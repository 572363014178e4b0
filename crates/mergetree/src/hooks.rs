use perspectivedb_primitives::{Value, Version};
use thiserror::Error;

/// A hook transforms or drops an in-flight version during the remote
/// write path (spec §4.6). An ordered chain runs head-to-tail; the first
/// `None` short-circuits the rest.
pub trait Hook: Send + Sync {
    fn apply(&self, version: Version) -> Result<Option<Version>, HookError>;
}

#[derive(Debug, Error)]
#[non_exhaustive]
pub enum HookError {
    #[error("hook rejected version: {0}")]
    Rejected(String),
}

/// Runs a hook chain over one version, short-circuiting on the first
/// hook that drops it.
pub fn run_chain(hooks: &[Box<dyn Hook>], version: Version) -> Result<Option<Version>, HookError> {
    let mut current = version;
    for hook in hooks {
        match hook.apply(current)? {
            Some(next) => current = next,
            None => return Ok(None),
        }
    }
    Ok(Some(current))
}

/// The built-in "hide" hook (spec §4.6): strips the named top-level
/// attribute paths from a version's body, synthesized whenever
/// `hooksOpts.hide` names attributes to redact before a perspective sees
/// them.
pub struct Hide {
    paths: Vec<String>,
}

impl Hide {
    pub fn new<I, S>(paths: I) -> Self
    where
        I: IntoIterator<Item = S>,
        S: Into<String>,
    {
        Self {
            paths: paths.into_iter().map(Into::into).collect(),
        }
    }
}

impl Hook for Hide {
    fn apply(&self, mut version: Version) -> Result<Option<Version>, HookError> {
        if let Some(Value::Map(entries)) = version.b.as_mut() {
            entries.retain(|(key, _)| !self.paths.iter().any(|hidden| hidden == key));
        }
        Ok(Some(version))
    }
}

/// Convenience constructor mirroring the spec's `hooksOpts.hide` shorthand.
pub fn hide<I, S>(paths: I) -> Box<dyn Hook>
where
    I: IntoIterator<Item = S>,
    S: Into<String>,
{
    Box::new(Hide::new(paths))
}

============

Go through the data, and copy each line in which the word "entries" appears.

        if let Some(Value::Map(entries)) = version.b.as_mut() {
            entries.retain(|(key, _)| !self.paths.iter().any(|hidden| hidden == key));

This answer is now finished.